When moms realize the unknown depth of their child’s trauma, a common reaction is self-doubt. If she doesn’t know what happened, how can she find words to help her child process it? It’s terrifying, like climbing Everest without ropes.
She's so self-doubting that she almost always concludes that she doesn't have what it takes to parent her child. Truth be known, she looks over the cliffs of depression more times than she'd care to admit.
- I’m a loser mom.
- I can’t self-regulate, let alone teach my child to do the same.
- I can’t attach with my child...and I never will have it.
- I am inept as a mom.
- I can’t even decide whether to have a peanut butter sandwich.
- I’m a mess.
- I don’t have what it takes.
- I’m a lousy mom.
- I hate myself.
- I’ll never be able to meet my child’s need for mothering.
The good news is that the dream can be reshaped, and in that painful space, God does His most sacred work by meeting us in our brokenness, holding our hearts, and gently replanting hope.
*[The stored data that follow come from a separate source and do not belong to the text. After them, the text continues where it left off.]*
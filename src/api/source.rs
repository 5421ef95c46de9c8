//! # Return Sources
//!
//! $$
//! (\text{ticker},\ \text{period}) \mapsto \{(t_k, r_k)\}_{k=1}^{n}
//! $$
//!
//! Collaborators that supply return series to the request handlers.

use std::collections::HashMap;
use std::path::Path;
use std::path::PathBuf;

use chrono::NaiveDate;
use tracing::debug;

use crate::error::Result;
use crate::error::RiskError;
use crate::quant::series::Period;
use crate::quant::series::ReturnKind;
use crate::quant::series::ReturnSeries;

/// Supplies the return history of one ticker over a look-back period.
pub trait ReturnSource: Send + Sync {
  fn load(&self, ticker: &str, period: Period) -> Result<ReturnSeries>;
}

/// Series held in memory, keyed by upper-case ticker.
#[derive(Clone, Debug, Default)]
pub struct InMemorySource {
  series: HashMap<String, ReturnSeries>,
}

impl InMemorySource {
  pub fn new() -> Self {
    Self::default()
  }

  pub fn insert(&mut self, series: ReturnSeries) {
    self.series.insert(series.ticker().to_uppercase(), series);
  }

  pub fn with_series(mut self, series: ReturnSeries) -> Self {
    self.insert(series);
    self
  }
}

impl ReturnSource for InMemorySource {
  fn load(&self, ticker: &str, period: Period) -> Result<ReturnSeries> {
    self
      .series
      .get(&ticker.to_uppercase())
      .map(|s| s.trailing(period))
      .ok_or_else(|| RiskError::DataSource(format!("no data for ticker {ticker}")))
  }
}

/// Reads `<dir>/<TICKER>.csv` files with a `date` column and either a `close` (or
/// `adj close`) column or a `return` column.
#[derive(Clone, Debug)]
pub struct CsvDirectorySource {
  root: PathBuf,
  kind: ReturnKind,
}

enum ValueColumn {
  Close(usize),
  Return(usize),
}

fn parse_date(raw: &str) -> Option<NaiveDate> {
  let raw = raw.trim();
  let day = raw.get(..10).unwrap_or(raw);
  NaiveDate::parse_from_str(day, "%Y-%m-%d").ok()
}

impl CsvDirectorySource {
  pub fn new(root: impl Into<PathBuf>) -> Self {
    Self {
      root: root.into(),
      kind: ReturnKind::Simple,
    }
  }

  /// Use log instead of simple returns for price files.
  pub fn with_return_kind(mut self, kind: ReturnKind) -> Self {
    self.kind = kind;
    self
  }

  pub fn root(&self) -> &Path {
    &self.root
  }

  fn path_for(&self, ticker: &str) -> Result<PathBuf> {
    let valid = |c: char| c.is_ascii_alphanumeric() || matches!(c, '.' | '-' | '^' | '_');
    if ticker.is_empty() || !ticker.chars().all(valid) {
      return Err(RiskError::InvalidInput(format!("invalid ticker '{ticker}'")));
    }
    let upper = self.root.join(format!("{}.csv", ticker.to_uppercase()));
    if upper.exists() {
      return Ok(upper);
    }
    Ok(self.root.join(format!("{ticker}.csv")))
  }

  fn read(&self, ticker: &str) -> Result<ReturnSeries> {
    let path = self.path_for(ticker)?;
    let source_err =
      |e: &dyn std::fmt::Display| RiskError::DataSource(format!("{}: {e}", path.display()));

    let mut reader = csv::ReaderBuilder::new()
      .trim(csv::Trim::All)
      .flexible(true)
      .from_path(&path)
      .map_err(|e| source_err(&e))?;

    let headers: Vec<String> = reader
      .headers()
      .map_err(|e| source_err(&e))?
      .iter()
      .map(|h| h.to_lowercase())
      .collect();
    let find = |names: &[&str]| headers.iter().position(|h| names.contains(&h.as_str()));

    let date_col = find(&["date", "datetime", "timestamp"])
      .ok_or_else(|| RiskError::DataSource(format!("{}: no date column", path.display())))?;
    let close = find(&["adj close", "adj_close", "close"]);
    let value_col = match (close, find(&["return", "returns"])) {
      (_, Some(i)) => ValueColumn::Return(i),
      (Some(i), None) => ValueColumn::Close(i),
      (None, None) => {
        return Err(RiskError::DataSource(format!(
          "{}: needs a close or return column",
          path.display()
        )))
      }
    };
    let value_idx = match value_col {
      ValueColumn::Close(i) | ValueColumn::Return(i) => i,
    };

    let mut rows: Vec<(NaiveDate, f64)> = Vec::new();
    for (line, record) in reader.records().enumerate() {
      let record = record.map_err(|e| source_err(&e))?;
      let (Some(raw_date), Some(raw_value)) = (record.get(date_col), record.get(value_idx)) else {
        continue;
      };
      if raw_value.is_empty() {
        continue;
      }
      let date = parse_date(raw_date).ok_or_else(|| {
        RiskError::DataSource(format!(
          "{}: bad date '{raw_date}' on row {}",
          path.display(),
          line + 2
        ))
      })?;
      let value: f64 = raw_value.parse().map_err(|_| {
        RiskError::DataSource(format!(
          "{}: bad number '{raw_value}' on row {}",
          path.display(),
          line + 2
        ))
      })?;
      rows.push((date, value));
    }
    rows.sort_by_key(|(d, _)| *d);
    debug!(ticker, rows = rows.len(), path = %path.display(), "csv loaded");

    let (dates, values): (Vec<NaiveDate>, Vec<f64>) = rows.into_iter().unzip();
    match value_col {
      ValueColumn::Return(_) => ReturnSeries::new(ticker, dates, values),
      ValueColumn::Close(_) => ReturnSeries::from_prices(ticker, dates, &values, self.kind),
    }
  }
}

impl ReturnSource for CsvDirectorySource {
  fn load(&self, ticker: &str, period: Period) -> Result<ReturnSeries> {
    Ok(self.read(ticker)?.trailing(period))
  }
}
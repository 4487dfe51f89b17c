//! Cycle detection and instantiation order.
//!
//! Cycles are detected with a coloured depth first search over the beans in registration
//! order. A cycle made only of constructor edges can never be satisfied and aborts the
//! build. Any other cycle is resolved by breaking its earliest declared setter or field
//! edge, after which detection starts over. The remaining acyclic graph is ordered
//! dependency first with Kahn's algorithm, ties going to the bean registered first.

use std::collections::BTreeSet;

use crate::{
    dependency_graph::{DependencyEdge, DependencyGraph, DependencyGraphErrors, EdgeId},
    errors::CircularDependencyError,
    registry::BeanId,
};

/// Strongly connected component of the full dependency graph
///
/// Beans of a resolvable cycle share a group, every other bean is a group of its own.
#[derive(Debug, Clone, Copy, PartialEq, Eq, Hash, PartialOrd, Ord)]
pub struct GroupId(usize);
impl GroupId {
    pub fn index(&self) -> usize {
        self.0
    }
}

/// Result of sorting the dependency graph
#[derive(Debug, Clone)]
pub struct InstantiationPlan {
    order: Vec<BeanId>,
    broken_edges: Vec<EdgeId>,
    groups: Vec<GroupId>,
    group_count: usize,
}
impl InstantiationPlan {
    /// Every bean, dependencies before their dependents
    pub fn order(&self) -> &[BeanId] {
        &self.order
    }

    /// Edges ignored for ordering, they are wired after allocation
    pub fn broken_edges(&self) -> &[EdgeId] {
        &self.broken_edges
    }

    pub fn is_broken(&self, edge: EdgeId) -> bool {
        self.broken_edges.contains(&edge)
    }

    pub fn group_of(&self, bean: BeanId) -> GroupId {
        self.groups[bean.index()]
    }

    pub fn group_count(&self) -> usize {
        self.group_count
    }
}

#[derive(Debug, Clone, Copy, PartialEq, Eq)]
enum Color {
    Unvisited,
    InProgress,
    Done,
}

/// Computes the instantiation plan
///
/// With `allow_circular_references` unset every cycle is rejected, not only the
/// constructor-only ones.
pub fn plan(
    graph: &DependencyGraph,
    allow_circular_references: bool,
) -> Result<InstantiationPlan, DependencyGraphErrors> {
    // Prototypes wired to each other would create instances forever
    let prototype_cycle = find_cycle(graph, |_, edge| {
        !graph.scope(edge.dependent).is_singleton() && !graph.scope(edge.dependency).is_singleton()
    });
    if let Some(cycle) = prototype_cycle {
        return Err(DependencyGraphErrors::single(chain(graph, &cycle)));
    }

    let mut active = vec![true; graph.edges().count()];
    let mut broken_edges = Vec::new();

    while let Some(cycle) = find_cycle(graph, |id, _| active[id.index()]) {
        let breakable = cycle
            .iter()
            .copied()
            .filter(|id| !graph.edge(*id).strategy.is_constructor())
            .min();

        let edge = match breakable {
            Some(edge) if allow_circular_references => edge,
            _ => return Err(DependencyGraphErrors::single(chain(graph, &cycle))),
        };

        let broken = graph.edge(edge);
        tracing::debug!(
            "Breaking circular reference '{}' -> '{}' ({:?} injection)",
            graph.key(broken.dependent),
            graph.key(broken.dependency),
            broken.strategy
        );
        active[edge.index()] = false;
        broken_edges.push(edge);
    }

    let order = kahn(graph, &active);
    let (groups, group_count) = components(graph);

    Ok(InstantiationPlan {
        order,
        broken_edges,
        groups,
        group_count,
    })
}

/// First cycle reachable through the edges accepted by `active`
///
/// Returned as its edges, starting with the edge leaving the bean the cycle closes on.
fn find_cycle(
    graph: &DependencyGraph,
    active: impl Fn(EdgeId, &DependencyEdge) -> bool,
) -> Option<Vec<EdgeId>> {
    let mut color = vec![Color::Unvisited; graph.len()];
    // Length of `path` when the bean was entered
    let mut entered = vec![0; graph.len()];
    let mut path: Vec<EdgeId> = Vec::new();

    for root in graph.beans() {
        if color[root.index()] != Color::Unvisited {
            continue;
        }
        color[root.index()] = Color::InProgress;
        let mut stack = vec![(root, 0)];

        while let Some(frame) = stack.last_mut() {
            let bean = frame.0;
            let Some(&id) = graph.dependencies_of(bean).get(frame.1) else {
                color[bean.index()] = Color::Done;
                stack.pop();
                path.pop();
                continue;
            };
            frame.1 += 1;

            let edge = graph.edge(id);
            if !active(id, edge) {
                continue;
            }

            let next = edge.dependency;
            match color[next.index()] {
                Color::Unvisited => {
                    color[next.index()] = Color::InProgress;
                    entered[next.index()] = path.len();
                    path.push(id);
                    stack.push((next, 0));
                }
                Color::InProgress => {
                    let mut cycle = path[entered[next.index()]..].to_vec();
                    cycle.push(id);
                    return Some(cycle);
                }
                Color::Done => {}
            }
        }
    }

    None
}

fn chain(graph: &DependencyGraph, cycle: &[EdgeId]) -> CircularDependencyError {
    let mut chain: Vec<_> = cycle
        .iter()
        .map(|id| graph.key(graph.edge(*id).dependent).clone())
        .collect();
    if let Some(first) = chain.first().cloned() {
        chain.push(first);
    }
    CircularDependencyError { chain }
}

/// Dependency first order of the active edges, ties go to the lowest [`BeanId`]
fn kahn(graph: &DependencyGraph, active: &[bool]) -> Vec<BeanId> {
    let mut waiting_on = vec![0_usize; graph.len()];
    let mut dependents: Vec<Vec<BeanId>> = vec![Vec::new(); graph.len()];

    for (id, edge) in graph.edges() {
        if active[id.index()] {
            waiting_on[edge.dependent.index()] += 1;
            dependents[edge.dependency.index()].push(edge.dependent);
        }
    }

    let mut ready: BTreeSet<BeanId> = graph
        .beans()
        .filter(|bean| waiting_on[bean.index()] == 0)
        .collect();
    let mut order = Vec::with_capacity(graph.len());

    while let Some(bean) = ready.pop_first() {
        order.push(bean);
        for dependent in &dependents[bean.index()] {
            waiting_on[dependent.index()] -= 1;
            if waiting_on[dependent.index()] == 0 {
                ready.insert(*dependent);
            }
        }
    }

    order
}

/// Tarjan's strongly connected components over every edge
fn components(graph: &DependencyGraph) -> (Vec<GroupId>, usize) {
    let count = graph.len();
    let mut index: Vec<Option<usize>> = vec![None; count];
    let mut lowlink = vec![0; count];
    let mut on_stack = vec![false; count];
    let mut stack: Vec<usize> = Vec::new();
    let mut groups = vec![GroupId(0); count];
    let mut next_index = 0;
    let mut next_group = 0;

    for root in graph.beans() {
        if index[root.index()].is_some() {
            continue;
        }

        index[root.index()] = Some(next_index);
        lowlink[root.index()] = next_index;
        next_index += 1;
        stack.push(root.index());
        on_stack[root.index()] = true;
        let mut calls = vec![(root, 0)];

        while let Some(frame) = calls.last_mut() {
            let bean = frame.0.index();
            if let Some(&id) = graph.dependencies_of(frame.0).get(frame.1) {
                frame.1 += 1;
                let next = graph.edge(id).dependency;
                match index[next.index()] {
                    None => {
                        index[next.index()] = Some(next_index);
                        lowlink[next.index()] = next_index;
                        next_index += 1;
                        stack.push(next.index());
                        on_stack[next.index()] = true;
                        calls.push((next, 0));
                    }
                    Some(visited) if on_stack[next.index()] => {
                        lowlink[bean] = lowlink[bean].min(visited);
                    }
                    Some(_) => {}
                }
                continue;
            }

            calls.pop();
            if let Some(parent) = calls.last() {
                let parent = parent.0.index();
                lowlink[parent] = lowlink[parent].min(lowlink[bean]);
            }

            if Some(lowlink[bean]) == index[bean] {
                while let Some(member) = stack.pop() {
                    on_stack[member] = false;
                    groups[member] = GroupId(next_group);
                    if member == bean {
                        break;
                    }
                }
                next_group += 1;
            }
        }
    }

    (groups, next_group)
}
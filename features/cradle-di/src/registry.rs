use std::{any::TypeId, collections::HashMap, fmt};

use crate::{
    definition::BeanDefinition,
    errors::{
        Ambiguity, AmbiguousDefinitionError, BeanNotFoundError, DuplicateDefinitionError,
        ResolutionError,
    },
    types::{BeanKey, TypeInfo},
};

/// Index of a definition, in registration order
#[derive(Debug, Clone, Copy, PartialEq, Eq, Hash, PartialOrd, Ord)]
pub struct BeanId(usize);
impl BeanId {
    pub(crate) fn new(index: usize) -> Self {
        Self(index)
    }

    pub fn index(&self) -> usize {
        self.0
    }
}
impl fmt::Display for BeanId {
    fn fmt(&self, f: &mut fmt::Formatter<'_>) -> fmt::Result {
        write!(f, "#{}", self.0)
    }
}

/// Failure of [`BeanDefinitionRegistry::lookup`]
#[derive(thiserror::Error, Debug, Clone)]
pub enum LookupError {
    #[error(transparent)]
    NotFound(#[from] BeanNotFoundError),
    #[error(transparent)]
    Ambiguous(#[from] AmbiguousDefinitionError),
}
impl LookupError {
    /// Attach the bean declaring the failed reference
    pub(crate) fn required_by(mut self, dependent: &BeanKey) -> Self {
        match &mut self {
            LookupError::NotFound(error) => error.required_by = Some(dependent.clone()),
            LookupError::Ambiguous(error) => error.required_by = Some(dependent.clone()),
        }
        self
    }
}
impl From<LookupError> for ResolutionError {
    fn from(error: LookupError) -> Self {
        match error {
            LookupError::NotFound(error) => ResolutionError::NotFound(error),
            LookupError::Ambiguous(error) => ResolutionError::Ambiguous(error),
        }
    }
}

/// Holds the definition of every known bean
///
/// Pure data, immutable once the container is built.
#[derive(Default, Debug)]
pub struct BeanDefinitionRegistry {
    definitions: Vec<BeanDefinition>,
    by_type: HashMap<TypeId, Vec<BeanId>>,
}

impl BeanDefinitionRegistry {
    pub fn new() -> Self {
        Self::default()
    }

    /// Adds a definition
    ///
    /// Fails if a definition with the same type and qualifier exists. Unqualified duplicates
    /// are accepted here and must be settled with a primary before the container is built.
    pub fn register(
        &mut self,
        definition: BeanDefinition,
    ) -> Result<BeanId, DuplicateDefinitionError> {
        let key = definition.key();
        if key.qualifier.is_some() && self.find_exact(key).is_some() {
            return Err(DuplicateDefinitionError(key.clone()));
        }

        let id = BeanId(self.definitions.len());
        tracing::debug!("Registered '{}' as {} ({})", key, id, definition.scope());
        self.by_type
            .entry(key.type_info.type_id)
            .or_default()
            .push(id);
        self.definitions.push(definition);
        Ok(id)
    }

    /// Finds the unique definition satisfying `key`
    ///
    /// - with a qualifier, only the definition carrying exactly that qualifier matches
    /// - without one, the only definition of the type, or else its single primary
    pub fn lookup(&self, key: &BeanKey) -> Result<BeanId, LookupError> {
        if key.qualifier.is_some() {
            return self.find_exact(key).ok_or_else(|| {
                BeanNotFoundError {
                    requested: key.clone(),
                    required_by: None,
                }
                .into()
            });
        }

        match self.candidates(key.type_info) {
            [] => Err(BeanNotFoundError {
                requested: key.clone(),
                required_by: None,
            }
            .into()),
            [only] => Ok(*only),
            candidates => self.select_primary(key, candidates).map_err(Into::into),
        }
    }

    /// Checks that every unqualified lookup the registry may receive has a unique answer
    pub fn validate(&self) -> Vec<AmbiguousDefinitionError> {
        let mut errors = Vec::new();

        // Walk types in registration order so reports are stable
        let mut seen = std::collections::HashSet::new();
        for definition in &self.definitions {
            let type_info = definition.type_info();
            if !seen.insert(type_info.type_id) {
                continue;
            }

            let candidates = self.candidates(type_info);
            let primaries = candidates
                .iter()
                .filter(|id| self.definitions[id.0].is_primary())
                .count();
            let unqualified = candidates
                .iter()
                .filter(|id| self.definitions[id.0].qualifier().is_none())
                .count();

            let reason = if primaries > 1 {
                Ambiguity::MultiplePrimaries
            } else if unqualified > 1 && primaries == 0 {
                Ambiguity::NoPrimary
            } else {
                continue;
            };

            errors.push(AmbiguousDefinitionError {
                requested: BeanKey::new(type_info, None),
                candidates: self.keys(candidates),
                reason,
                required_by: None,
            });
        }

        errors
    }

    /// Every definition of a type, in registration order
    pub fn candidates(&self, type_info: TypeInfo) -> &[BeanId] {
        self.by_type
            .get(&type_info.type_id)
            .map(Vec::as_slice)
            .unwrap_or_default()
    }

    pub fn definition(&self, id: BeanId) -> &BeanDefinition {
        &self.definitions[id.0]
    }

    pub fn get(&self, id: BeanId) -> Option<&BeanDefinition> {
        self.definitions.get(id.0)
    }

    /// All definitions in registration order
    pub fn iter(&self) -> impl Iterator<Item = (BeanId, &BeanDefinition)> {
        self.definitions
            .iter()
            .enumerate()
            .map(|(index, definition)| (BeanId(index), definition))
    }

    pub fn len(&self) -> usize {
        self.definitions.len()
    }

    pub fn is_empty(&self) -> bool {
        self.definitions.is_empty()
    }

    fn find_exact(&self, key: &BeanKey) -> Option<BeanId> {
        self.candidates(key.type_info)
            .iter()
            .copied()
            .find(|id| self.definitions[id.0].key() == key)
    }

    fn select_primary(
        &self,
        key: &BeanKey,
        candidates: &[BeanId],
    ) -> Result<BeanId, AmbiguousDefinitionError> {
        let mut primaries = candidates
            .iter()
            .filter(|id| self.definitions[id.0].is_primary());

        match (primaries.next(), primaries.next()) {
            (Some(primary), None) => Ok(*primary),
            (first, _) => Err(AmbiguousDefinitionError {
                requested: key.clone(),
                candidates: self.keys(candidates),
                reason: if first.is_some() {
                    Ambiguity::MultiplePrimaries
                } else {
                    Ambiguity::NoPrimary
                },
                required_by: None,
            }),
        }
    }

    fn keys(&self, ids: &[BeanId]) -> Vec<BeanKey> {
        ids.iter()
            .map(|id| self.definitions[id.0].key().clone())
            .collect()
    }
}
Stay tuned for upcoming podcasts and updates about my upcoming book.
20 THINGS ADOPTION PODCAST with Sherrie Eldridge
The Trauma Wound of Adoptive and Foster Moms
Not only must adoptive and foster moms understand the depth of their child’s pre-adoption pain, but also their own trauma wound. “What wound?” they may say. “My child is the one with the deep wound, not me. Don’t be ridiculous.”
Adoptive moms may be offended or defensive when told they have a trauma wound. Adoptive mom says—I think many people can experience defensiveness or protectiveness about our woundedness. To be comfortable disclosing ourselves authentically requires safety. Safe people are hard to find. Additionally, we may be conscious of the adoption “label” that can be put on our kids, in that adoption can sometimes erroneously be viewed as the root of the problem, when in reality, it may be something far different. Disclosing our wound requires some level of risk and discernment before taking that risk. Otherwise, there is a chance of being hurt more by insensitive comments, judgment, and/or blame. It’s not easy to navigate the path of transparency, especially if you’re already limping along. Who needs to have their good leg shot out from underneath?”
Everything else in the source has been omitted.